SCHN in Australia is the largest provider of specialised health services for children and adolescents. Comprising two world-renowned hospitals, it is the largest paediatric healthcare service in Australia, made up of over 8,000 clinical and non-clinical staff across its network of hospitals and health services. SCHN offers a comprehensive range of services spanning from general paediatrics to highly specialised treatments. With a commitment to excellence in patient care, innovative research, and education, SCHN strives to improve the health outcomes and well-being of young patients across New South Wales and beyond. Through its multidisciplinary approach and state-of-the-art facilities, SCHN remains at the forefront of paediatric healthcare, ensuring that every child receives the highest quality of medical attention and support.

The POC

This POC aimed to develop a solution that can source data from the SCHN electronic medical record (EMR) system via an existing data source and develop the capability and services to transform and store this data in a trusted research environment with analytics capacity.

This POC was Phase 1 of the LHI, where SCHN and Aridhia built a small-scale infrastructure system (utilising the Aridhia DRE) to support the needs of a demonstration project that used patient data to improve the management of lower respiratory tract infections. It demonstrated that data could be extracted into a cloud-based repository, in a form suitable for analysis, while meeting all governance requirements, and provide real-world value to end users.

Data scientists and clinicians use the platform to explore the data, perform analysis, and generate reports and clinical dashboards. The current data infrastructure system at SCHN includes a mirrored eMR server and SQL data warehouse; however, the system still requires a high level of manual effort for extraction and dataset assembly that addresses the complexity of healthcare data. The LHI pipeline has built on this existing capacity by developing an automated process for extracting, transforming, and loading (ETL) the data from the existing SCHN database (which uses the Cerner Data dictionary) into the Observational Medical Outcomes Partnership (OMOP) common data model (CDM).

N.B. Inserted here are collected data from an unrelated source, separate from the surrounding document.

//! Configuration for cost estimation.

use serde::{Deserialize, Serialize};

/// Pricing inputs fixed for the whole deployment.
#[derive(Debug, Clone, Serialize, Deserialize)]
pub struct PricingConfig {
    /// Pricing region of the workers.
    #[serde(default = "default_region")]
    pub region: String,

    /// Memory of each worker in MB.
    #[serde(default = "default_memory_size_mb")]
    pub memory_size_mb: u32,

    /// Ephemeral disk of each worker in MB.
    #[serde(default = "default_disk_size_mb")]
    pub disk_size_mb: u32,

    /// Fixed overhead added to every invocation's billed duration.
    #[serde(default = "default_overhead_ms")]
    pub overhead_ms: u64,
}

fn default_region() -> String {
    "us-east-1".to_string()
}

fn default_memory_size_mb() -> u32 {
    2048
}

fn default_disk_size_mb() -> u32 {
    10240
}

fn default_overhead_ms() -> u64 {
    100
}

impl Default for PricingConfig {
    fn default() -> Self {
        Self {
            region: default_region(),
            memory_size_mb: default_memory_size_mb(),
            disk_size_mb: default_disk_size_mb(),
            overhead_ms: default_overhead_ms(),
        }
    }
}

impl PricingConfig {
    /// Sets the region.
    pub fn with_region(mut self, region: impl Into<String>) -> Self {
        self.region = region.into();
        self
    }

    /// Sets the worker memory size.
    pub fn with_memory_size_mb(mut self, memory_size_mb: u32) -> Self {
        self.memory_size_mb = memory_size_mb;
        self
    }
}
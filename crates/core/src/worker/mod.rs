//! Render worker contract.
//!
//! A worker renders one chunk's frame range, writes the resulting segments
//! to the job's storage prefix and reports a [`ChunkResult`]. Invocations
//! must be idempotent: repeating a chunk overwrites the same keys.
//!
//! [`ChunkResult`]: crate::job::ChunkResult

mod config;
mod http;
mod traits;

pub use config::WorkerConfig;
pub use http::{HttpRenderWorker, WorkerErrorBody, WorkerRequest};
pub use traits::{JobContext, RenderWorker};
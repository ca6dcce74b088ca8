//! Segment download, concatenation and mux for one job.

use std::future::Future;
use std::path::{Path, PathBuf};
use std::sync::atomic::{AtomicU64, Ordering};
use std::sync::Arc;
use std::time::Instant;

use futures::future::try_join_all;
use tokio::sync::mpsc;
use tracing::{debug, info, warn};

use crate::job::{ChunkResult, RenderMetadata, StreamKind};
use crate::metrics::COMBINE_DURATION;
use crate::progress::{ProgressEvent, ProgressHandle};
use crate::storage::ObjectStore;

use super::config::CombinerConfig;
use super::error::CombineError;
use super::traits::MediaMuxer;
use super::types::{
    segment_keys, CombineContext, CombinePart, CombineResult, CombineSpec, ConcatRequest,
    MuxProgress, MuxRequest, StreamInput, StreamSegments,
};

/// Recombines per-chunk segments into the final output file.
pub struct ArtifactCombiner {
    muxer: Arc<dyn MediaMuxer>,
    store: Arc<dyn ObjectStore>,
    config: CombinerConfig,
}

impl ArtifactCombiner {
    pub fn new(
        muxer: Arc<dyn MediaMuxer>,
        store: Arc<dyn ObjectStore>,
        config: CombinerConfig,
    ) -> Self {
        Self {
            muxer,
            store,
            config,
        }
    }

    pub fn muxer(&self) -> &Arc<dyn MediaMuxer> {
        &self.muxer
    }

    /// Combines segments that are already on local disk.
    ///
    /// Intermediates go to a fresh work directory that is removed on every
    /// exit path.
    pub async fn combine(
        &self,
        spec: &CombineSpec,
        ctx: &CombineContext,
        progress: ProgressHandle,
    ) -> Result<CombineResult, CombineError> {
        let started = Instant::now();
        let work_dir = self.work_dir(&ctx.job_id);
        let result = in_work_dir(&work_dir, self.combine_in(spec, ctx, &work_dir, &progress)).await;
        self.finish(result, started, ctx, &progress).await
    }

    /// Downloads the segments named by `results` and combines them.
    ///
    /// `results` must be in chunk-index order.
    pub async fn combine_chunks(
        &self,
        results: &[ChunkResult],
        metadata: &RenderMetadata,
        output_path: PathBuf,
        progress: ProgressHandle,
    ) -> Result<CombineResult, CombineError> {
        let started = Instant::now();
        let ctx = CombineContext::for_job(metadata, output_path);
        let work_dir = self.work_dir(&ctx.job_id);
        let result = in_work_dir(&work_dir, async {
            let spec = self.stage_segments(results, metadata, &work_dir).await?;
            self.combine_in(&spec, &ctx, &work_dir, &progress).await
        })
        .await;
        self.finish(result, started, &ctx, &progress).await
    }

    fn work_dir(&self, job_id: &str) -> PathBuf {
        self.config
            .temp_dir
            .join(format!("{}-{}", job_id, uuid::Uuid::new_v4().simple()))
    }

    /// Downloads every segment into `work_dir` and builds the spec.
    async fn stage_segments(
        &self,
        results: &[ChunkResult],
        metadata: &RenderMetadata,
        work_dir: &Path,
    ) -> Result<CombineSpec, CombineError> {
        let video_seamless = metadata
            .codec
            .map(|c| c.supports_seamless_video())
            .unwrap_or(false);
        let video_ext = if video_seamless {
            "ts"
        } else {
            metadata.output_extension()
        };
        let audio_seamless = metadata
            .audio_codec
            .map(|c| c.supports_seamless())
            .unwrap_or(false);
        let audio_ext = metadata.audio_codec.map(|c| c.extension()).unwrap_or("aac");

        let video = match segment_keys(results, StreamKind::Video)? {
            Some(keys) => Some(StreamSegments::new(
                self.download(&keys, StreamKind::Video, video_ext, work_dir)
                    .await?,
                video_seamless,
            )),
            None => None,
        };
        let audio = match segment_keys(results, StreamKind::Audio)? {
            Some(keys) => Some(StreamSegments::new(
                self.download(&keys, StreamKind::Audio, audio_ext, work_dir)
                    .await?,
                audio_seamless,
            )),
            None => None,
        };

        CombineSpec::from_streams(video, audio)
    }

    async fn download(
        &self,
        keys: &[String],
        stream: StreamKind,
        extension: &str,
        work_dir: &Path,
    ) -> Result<Vec<PathBuf>, CombineError> {
        let segments_dir = work_dir.join("segments");
        let downloads = keys.iter().enumerate().map(|(index, key)| {
            let path = segments_dir.join(format!("{}-{:08}.{}", stream.as_str(), index, extension));
            async move {
                self.store.download_to(key, &path).await?;
                Ok::<PathBuf, CombineError>(path)
            }
        });
        let paths = try_join_all(downloads).await?;
        debug!("Downloaded {} {} segments", paths.len(), stream.as_str());
        Ok(paths)
    }

    async fn combine_in(
        &self,
        spec: &CombineSpec,
        ctx: &CombineContext,
        work_dir: &Path,
        progress: &ProgressHandle,
    ) -> Result<usize, CombineError> {
        if let Some(parent) = ctx.output_path.parent() {
            tokio::fs::create_dir_all(parent).await?;
        }

        let single_stream = !matches!(spec, CombineSpec::Both { .. });
        let video_concat = spec.video().filter(|s| !s.seamless);
        let audio_concat = spec.audio().filter(|s| !s.seamless);
        // A lone concatenated stream is already the final output.
        let needs_mux = !single_stream || (video_concat.is_none() && audio_concat.is_none());

        let parts = video_concat.is_some() as u64 + audio_concat.is_some() as u64 + needs_mux as u64;
        let tracker = WeightedProgress::new(progress.clone(), ctx.total_frames);
        progress
            .emit(ProgressEvent::Combining {
                total_frames: ctx.total_frames * parts,
            })
            .await;

        let concat_target = |name: &str, extension: &str| {
            if single_stream {
                ctx.output_path.clone()
            } else {
                work_dir.join(format!("{}.{}", name, extension))
            }
        };

        let video_input = async {
            match spec.video() {
                None => Ok::<_, CombineError>(None),
                Some(s) if s.seamless => Ok(Some(StreamInput::Seamless(s.segments.clone()))),
                Some(s) => {
                    let output = concat_target("video", &ctx.video_extension);
                    let request = ConcatRequest {
                        segments: s.segments.clone(),
                        list_file: work_dir.join("video-list.txt"),
                        output: output.clone(),
                        total_frames: ctx.total_frames,
                        fps: ctx.fps,
                    };
                    tracker
                        .run(CombinePart::VideoConcat, |tx| {
                            self.muxer.concat(request, tx)
                        })
                        .await?;
                    Ok(Some(StreamInput::File(output)))
                }
            }
        };
        let audio_input = async {
            match spec.audio() {
                None => Ok::<_, CombineError>(None),
                Some(s) if s.seamless => Ok(Some(StreamInput::Seamless(s.segments.clone()))),
                Some(s) => {
                    let output = concat_target("audio", &ctx.audio_extension);
                    let request = ConcatRequest {
                        segments: s.segments.clone(),
                        list_file: work_dir.join("audio-list.txt"),
                        output: output.clone(),
                        total_frames: ctx.total_frames,
                        fps: ctx.fps,
                    };
                    tracker
                        .run(CombinePart::AudioConcat, |tx| {
                            self.muxer.concat(request, tx)
                        })
                        .await?;
                    Ok(Some(StreamInput::File(output)))
                }
            }
        };

        let (video, audio) = tokio::try_join!(video_input, audio_input)?;

        if needs_mux {
            let request = MuxRequest {
                video,
                audio,
                output: ctx.output_path.clone(),
                total_frames: ctx.total_frames,
                fps: ctx.fps,
            };
            tracker
                .run(CombinePart::Mux, |tx| self.muxer.mux(request, tx))
                .await?;
        }

        Ok(spec.segment_count())
    }

    async fn finish(
        &self,
        result: Result<usize, CombineError>,
        started: Instant,
        ctx: &CombineContext,
        progress: &ProgressHandle,
    ) -> Result<CombineResult, CombineError> {
        let elapsed = started.elapsed();
        let outcome = match result {
            Ok(segments_combined) => tokio::fs::metadata(&ctx.output_path)
                .await
                .map_err(|_| CombineError::OutputMissing {
                    path: ctx.output_path.clone(),
                })
                .map(|meta| CombineResult {
                    output_path: ctx.output_path.clone(),
                    output_size: meta.len(),
                    elapsed_ms: elapsed.as_millis() as u64,
                    segments_combined,
                }),
            Err(e) => Err(e),
        };

        match &outcome {
            Ok(result) => {
                COMBINE_DURATION
                    .with_label_values(&["success"])
                    .observe(elapsed.as_secs_f64());
                progress
                    .emit(ProgressEvent::CombineDone {
                        elapsed_ms: result.elapsed_ms,
                    })
                    .await;
                info!(
                    job_id = %ctx.job_id,
                    "Combined {} segments into {} ({} bytes) in {}ms",
                    result.segments_combined,
                    result.output_path.display(),
                    result.output_size,
                    result.elapsed_ms
                );
            }
            Err(e) => {
                COMBINE_DURATION
                    .with_label_values(&["failed"])
                    .observe(elapsed.as_secs_f64());
                warn!(job_id = %ctx.job_id, error = %e, "Combine failed");
            }
        }
        outcome
    }
}

/// Runs `fut` inside `dir`, removing the directory afterwards.
async fn in_work_dir<T, F>(dir: &Path, fut: F) -> Result<T, CombineError>
where
    F: Future<Output = Result<T, CombineError>>,
{
    let mut guard = WorkDirGuard::new(dir.to_path_buf());
    let result = match tokio::fs::create_dir_all(dir).await {
        Ok(()) => fut.await,
        Err(e) => Err(CombineError::Io(e)),
    };
    if let Err(e) = tokio::fs::remove_dir_all(dir).await {
        if e.kind() != std::io::ErrorKind::NotFound {
            warn!(path = %dir.display(), error = %e, "Failed to remove combine work dir");
        }
    }
    guard.disarm();
    result
}

/// Removes the work directory if the combine future is dropped mid-flight.
struct WorkDirGuard {
    path: PathBuf,
    armed: bool,
}

impl WorkDirGuard {
    fn new(path: PathBuf) -> Self {
        Self { path, armed: true }
    }

    fn disarm(&mut self) {
        self.armed = false;
    }
}

impl Drop for WorkDirGuard {
    fn drop(&mut self) {
        if self.armed {
            let _ = std::fs::remove_dir_all(&self.path);
        }
    }
}

/// Folds per-part muxer progress into one weighted frame count.
struct WeightedProgress {
    handle: ProgressHandle,
    weight: u64,
    parts: [AtomicU64; 3],
}

impl WeightedProgress {
    fn new(handle: ProgressHandle, weight: u64) -> Self {
        Self {
            handle,
            weight,
            parts: [AtomicU64::new(0), AtomicU64::new(0), AtomicU64::new(0)],
        }
    }

    fn update(&self, part: CombinePart, frames: u64) {
        self.parts[part.index()].fetch_max(frames.min(self.weight), Ordering::Relaxed);
        let frames_encoded = self.parts.iter().map(|p| p.load(Ordering::Relaxed)).sum();
        self.handle
            .try_emit(ProgressEvent::Encoding { frames_encoded });
    }

    /// Drives one muxer call while relaying its progress.
    async fn run<F, Fut>(&self, part: CombinePart, op: F) -> Result<(), CombineError>
    where
        F: FnOnce(mpsc::Sender<MuxProgress>) -> Fut,
        Fut: Future<Output = Result<(), CombineError>>,
    {
        let (tx, mut rx) = mpsc::channel::<MuxProgress>(32);
        let relay = async {
            while let Some(p) = rx.recv().await {
                self.update(part, p.frames);
            }
        };
        let (result, ()) = tokio::join!(op(tx), relay);
        if result.is_ok() {
            self.update(part, self.weight);
        }
        result
    }
}
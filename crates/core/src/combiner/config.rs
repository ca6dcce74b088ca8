//! Configuration for the combiner module.

use serde::{Deserialize, Serialize};
use std::path::PathBuf;

/// Configuration for the ffmpeg-based combiner.
#[derive(Debug, Clone, Serialize, Deserialize)]
pub struct CombinerConfig {
    /// Path to ffmpeg binary.
    #[serde(default = "default_ffmpeg_path")]
    pub ffmpeg_path: PathBuf,

    /// Parent of the per-job work directories.
    #[serde(default = "default_temp_dir")]
    pub temp_dir: PathBuf,

    /// Timeout for a single ffmpeg run in seconds.
    #[serde(default = "default_timeout")]
    pub timeout_secs: u64,

    /// FFmpeg log level (quiet, panic, fatal, error, warning, info, verbose, debug, trace).
    #[serde(default = "default_log_level")]
    pub ffmpeg_log_level: String,

    /// Additional global ffmpeg arguments.
    #[serde(default)]
    pub extra_ffmpeg_args: Vec<String>,
}

fn default_ffmpeg_path() -> PathBuf {
    PathBuf::from("ffmpeg")
}

fn default_temp_dir() -> PathBuf {
    std::env::temp_dir().join("chunkrender-combine")
}

fn default_timeout() -> u64 {
    1800 // 30 minutes
}

fn default_log_level() -> String {
    "error".to_string()
}

impl Default for CombinerConfig {
    fn default() -> Self {
        Self {
            ffmpeg_path: default_ffmpeg_path(),
            temp_dir: default_temp_dir(),
            timeout_secs: default_timeout(),
            ffmpeg_log_level: default_log_level(),
            extra_ffmpeg_args: Vec::new(),
        }
    }
}

impl CombinerConfig {
    /// Sets the ffmpeg binary.
    pub fn with_ffmpeg_path(mut self, ffmpeg_path: PathBuf) -> Self {
        self.ffmpeg_path = ffmpeg_path;
        self
    }

    /// Sets the temp directory.
    pub fn with_temp_dir(mut self, temp_dir: PathBuf) -> Self {
        self.temp_dir = temp_dir;
        self
    }

    /// Sets the timeout in seconds.
    pub fn with_timeout(mut self, timeout_secs: u64) -> Self {
        self.timeout_secs = timeout_secs;
        self
    }
}

#[cfg(test)]
mod tests {
    use super::*;

    #[test]
    fn test_default_config() {
        let config = CombinerConfig::default();
        assert_eq!(config.ffmpeg_path, PathBuf::from("ffmpeg"));
        assert_eq!(config.timeout_secs, 1800);
        assert_eq!(config.ffmpeg_log_level, "error");
    }

    #[test]
    fn test_config_builder() {
        let config = CombinerConfig::default()
            .with_ffmpeg_path(PathBuf::from("/opt/ffmpeg/bin/ffmpeg"))
            .with_temp_dir(PathBuf::from("/tmp/combine"))
            .with_timeout(60);

        assert_eq!(config.ffmpeg_path, PathBuf::from("/opt/ffmpeg/bin/ffmpeg"));
        assert_eq!(config.temp_dir, PathBuf::from("/tmp/combine"));
        assert_eq!(config.timeout_secs, 60);
    }
}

The OMOP CDM will allow for the systematic analysis of disparate observational databases. We have covered OMOP in a previous blog, where we describe working with the CDM, and what makes the Aridhia DRE the ideal environment to overcome some of the challenges that arise during transformation projects. Aridhia previously supported this transformation at Great Ormond Street Children’s Hospital.

Transformation of the SCHN data into the OMOP model was achieved via the Healthcare Landing Zone (HLZ). The HLZ is a customisable section of the DRE which provides a secure template for hosting healthcare data in the cloud. Controlled access is provided through a virtual private network (VPN), ensuring security and deployment management consistency. Data from the on-premises data lake is de-identified and pushed into the HLZ storage account daily. From here, it is moved into a suitable database before various OMOP tools are used (WhiteRabbit, Rabbit-In-a-Hat, etc.) to map and then create an ETL pipeline to output the data into an OMOP database.

Looking forward

The successful POC for this data pipeline involved the production of a clinical dashboard that monitors the management of admitted children with a lower respiratory tract infection. This involved transformation to the OMOP CDM which will be limited to the data elements required for the POC project.

Through the implementation of this automated OMOP transformation pipeline, the SCHN workspaces enabled researchers and data scientists to work with approved SCHN OMOP data, through managed inbound data that undergoes security scanning and requires approval from the workspace administrator before entry. Users can access the workspace remotely through a web browser with multi-factor authentication and can use a DRE workspace to query (in real-time) the data sitting in the remote ‘OMOP transformed’ database in the HLZ, to undertake their research and curate novel datasets for clinical dashboards.